Working data:
*-*-*
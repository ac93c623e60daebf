//! Seasonal synthetic history, the final tier that always succeeds

use chrono::{Datelike, Duration, NaiveDate};
use rand::rngs::StdRng;
use rand::{Rng, SeedableRng};
use rand_distr::{Distribution, Gamma, StandardNormal};
use std::f64::consts::PI;

use crate::models::{DataSource, HistoricalSeries, Observation};

/// Days generated, ending on the reference date
pub const SYNTHETIC_DAYS: usize = 365;

/// Climatological mean temperature per calendar month, January first
const MONTHLY_BASELINE_C: [f64; 12] = [
    -2.0, 1.0, 7.0, 15.0, 21.0, 26.0, 29.0, 28.0, 23.0, 16.0, 7.0, 0.0,
];

fn normal(rng: &mut StdRng, mean: f64, std_dev: f64) -> f64 {
    let z: f64 = rng.sample(StandardNormal);
    mean + std_dev * z
}

fn monthly_baseline(date: NaiveDate) -> f64 {
    MONTHLY_BASELINE_C[date.month0() as usize]
}

/// Generate [`SYNTHETIC_DAYS`] days ending on `end`.
///
/// The same `seed` always yields the same series.
#[must_use]
#[allow(clippy::cast_precision_loss)]
pub fn generate(end: NaiveDate, seed: Option<u64>) -> HistoricalSeries {
    let mut rng = match seed {
        Some(seed) => StdRng::seed_from_u64(seed),
        None => StdRng::from_os_rng(),
    };
    let start = end - Duration::days(SYNTHETIC_DAYS as i64 - 1);
    let dates: Vec<NaiveDate> = (0..SYNTHETIC_DAYS)
        .map(|i| start + Duration::days(i as i64))
        .collect();

    let temperatures: Vec<f64> = dates
        .iter()
        .enumerate()
        .map(|(i, date)| {
            let seasonal = 2.0 * (2.0 * PI * i as f64 / 30.0).sin();
            monthly_baseline(*date) + seasonal + normal(&mut rng, 0.0, 1.5)
        })
        .collect();

    let coldest = temperatures.iter().copied().fold(f64::INFINITY, f64::min);
    let warmest = temperatures.iter().copied().fold(f64::NEG_INFINITY, f64::max);
    // shape and scale are constants, so construction cannot fail in practice
    let rain = Gamma::new(1.2, 2.0).ok();

    let observations = dates
        .into_iter()
        .zip(temperatures)
        .enumerate()
        .map(|(i, (date, temperature_c))| {
            let t = i as f64;
            let tmin = temperature_c - rng.random_range(3.0..5.0);
            let tmax = temperature_c + rng.random_range(3.0..5.0);
            let warmth = 0.2 + (temperature_c - coldest) / (warmest - coldest + 1e-6);
            let precipitation_mm = rain
                .as_ref()
                .map_or(0.0, |g| g.sample(&mut rng) * warmth)
                .max(0.0);
            let humidity =
                (60.0 + 10.0 * (2.0 * PI * t / 10.0).sin() + normal(&mut rng, 0.0, 4.0)).clamp(45.0, 90.0);
            let wind_speed_ms =
                (3.0 + 2.0 * (2.0 * PI * t / 12.0).sin() + normal(&mut rng, 0.0, 0.8)).clamp(1.0, 9.0);

            Observation {
                date,
                temperature_c,
                tmin: Some(tmin),
                tmax: Some(tmax),
                precipitation_mm,
                humidity,
                wind_speed_ms,
            }
        })
        .collect();

    HistoricalSeries::new(DataSource::Synthetic, observations)
}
*-*-*
Work item: The response has to match the data exactly, line for line.

Output for this task:
repository ac93c623e60daebf
//! Seasonal synthetic history, the final tier that always succeeds

use chrono::{Datelike, Duration, NaiveDate};
use rand::rngs::StdRng;
use rand::{Rng, SeedableRng};
use rand_distr::{Distribution, Gamma, StandardNormal};
use std::f64::consts::PI;

use crate::models::{DataSource, HistoricalSeries, Observation};

/// Days generated, ending on the reference date
pub const SYNTHETIC_DAYS: usize = 365;

/// Climatological mean temperature per calendar month, January first
const MONTHLY_BASELINE_C: [f64; 12] = [
    -2.0, 1.0, 7.0, 15.0, 21.0, 26.0, 29.0, 28.0, 23.0, 16.0, 7.0, 0.0,
];

fn normal(rng: &mut StdRng, mean: f64, std_dev: f64) -> f64 {
    let z: f64 = rng.sample(StandardNormal);
    mean + std_dev * z
}

fn monthly_baseline(date: NaiveDate) -> f64 {
    MONTHLY_BASELINE_C[date.month0() as usize]
}

/// Generate [`SYNTHETIC_DAYS`] days ending on `end`.
///
/// The same `seed` always yields the same series.
#[must_use]
#[allow(clippy::cast_precision_loss)]
pub fn generate(end: NaiveDate, seed: Option<u64>) -> HistoricalSeries {
    let mut rng = match seed {
        Some(seed) => StdRng::seed_from_u64(seed),
        None => StdRng::from_os_rng(),
    };
    let start = end - Duration::days(SYNTHETIC_DAYS as i64 - 1);
    let dates: Vec<NaiveDate> = (0..SYNTHETIC_DAYS)
        .map(|i| start + Duration::days(i as i64))
        .collect();

    let temperatures: Vec<f64> = dates
        .iter()
        .enumerate()
        .map(|(i, date)| {
            let seasonal = 2.0 * (2.0 * PI * i as f64 / 30.0).sin();
            monthly_baseline(*date) + seasonal + normal(&mut rng, 0.0, 1.5)
        })
        .collect();

    let coldest = temperatures.iter().copied().fold(f64::INFINITY, f64::min);
    let warmest = temperatures.iter().copied().fold(f64::NEG_INFINITY, f64::max);
    // shape and scale are constants, so construction cannot fail in practice
    let rain = Gamma::new(1.2, 2.0).ok();

    let observations = dates
        .into_iter()
        .zip(temperatures)
        .enumerate()
        .map(|(i, (date, temperature_c))| {
            let t = i as f64;
            let tmin = temperature_c - rng.random_range(3.0..5.0);
            let tmax = temperature_c + rng.random_range(3.0..5.0);
            let warmth = 0.2 + (temperature_c - coldest) / (warmest - coldest + 1e-6);
            let precipitation_mm = rain
                .as_ref()
                .map_or(0.0, |g| g.sample(&mut rng) * warmth)
                .max(0.0);
            let humidity =
                (60.0 + 10.0 * (2.0 * PI * t / 10.0).sin() + normal(&mut rng, 0.0, 4.0)).clamp(45.0, 90.0);
            let wind_speed_ms =
                (3.0 + 2.0 * (2.0 * PI * t / 12.0).sin() + normal(&mut rng, 0.0, 0.8)).clamp(1.0, 9.0);

            Observation {
                date,
                temperature_c,
                tmin: Some(tmin),
                tmax: Some(tmax),
                precipitation_mm,
                humidity,
                wind_speed_ms,
            }
        })
        .collect();

    HistoricalSeries::new(DataSource::Synthetic, observations)
}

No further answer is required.